use std::path::Path;

use serde::{Deserialize, Serialize};
use sqlx::SqlitePool;

use crate::{AppError, AppResult};

// `length('object::user:')` keeps the strip offset tied to the literal
// instead of a hand-counted constant.
const PER_USER_REWRITE: &str = "UPDATE storages \
     SET id = 'home::' || substr(id, length('object::user:') + 1) \
     WHERE id LIKE 'object::user:%'";

const SHARED_REWRITE: &str = "UPDATE storages SET id = ?1 WHERE id LIKE 'object::%'";

/// The rewrite rule applied to catalog storage pointers, computed once from
/// the destination root and applied exactly once after transfer succeeds.
#[derive(Debug, Clone, PartialEq, Eq)]
pub struct CutoverSpec {
    local_storage_id: String,
}

impl CutoverSpec {
    pub fn new(data_root: &Path) -> Self {
        Self {
            local_storage_id: format!("local::{}/", data_root.display()),
        }
    }

    /// Storage id the remaining shared foreign rows collapse into.
    pub fn local_storage_id(&self) -> &str {
        &self.local_storage_id
    }
}

/// Rows rewritten per rule.
#[derive(Debug, Clone, Copy, Default, PartialEq, Eq, Serialize, Deserialize)]
pub struct CutoverStats {
    pub per_user_rows: u64,
    pub shared_rows: u64,
}

/// Rewrite the catalog's storage pointers to the local backend.
///
/// This is the point of no return. Both rewrite rules run inside one
/// catalog transaction, so a failure in either leaves the catalog pointing
/// wholly at the foreign backend. Per-user rows become `home::<user>`;
/// the remaining foreign rows collapse into the single local row. Each
/// rule is idempotent: a second application matches zero rows.
pub async fn apply(pool: &SqlitePool, spec: &CutoverSpec) -> AppResult<CutoverStats> {
    let mut tx = pool.begin().await.map_err(|err| {
        AppError::from(err).with_context("operation", "cutover_begin")
    })?;

    let per_user_rows = sqlx::query(PER_USER_REWRITE)
        .execute(&mut *tx)
        .await
        .map_err(|err| AppError::from(err).with_context("operation", "cutover_per_user"))?
        .rows_affected();

    let shared_rows = sqlx::query(SHARED_REWRITE)
        .bind(spec.local_storage_id())
        .execute(&mut *tx)
        .await
        .map_err(|err| AppError::from(err).with_context("operation", "cutover_shared"))?
        .rows_affected();

    tx.commit().await.map_err(|err| {
        AppError::from(err).with_context("operation", "cutover_commit")
    })?;

    tracing::info!(
        target: "decant",
        event = "cutover_applied",
        per_user_rows,
        shared_rows,
        local_storage_id = %spec.local_storage_id(),
    );

    Ok(CutoverStats {
        per_user_rows,
        shared_rows,
    })
}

#####

» **Directions for this task**
Give the number of lines in the records that hold the word "sqlx", with no other words.

» **Exercise answer**
3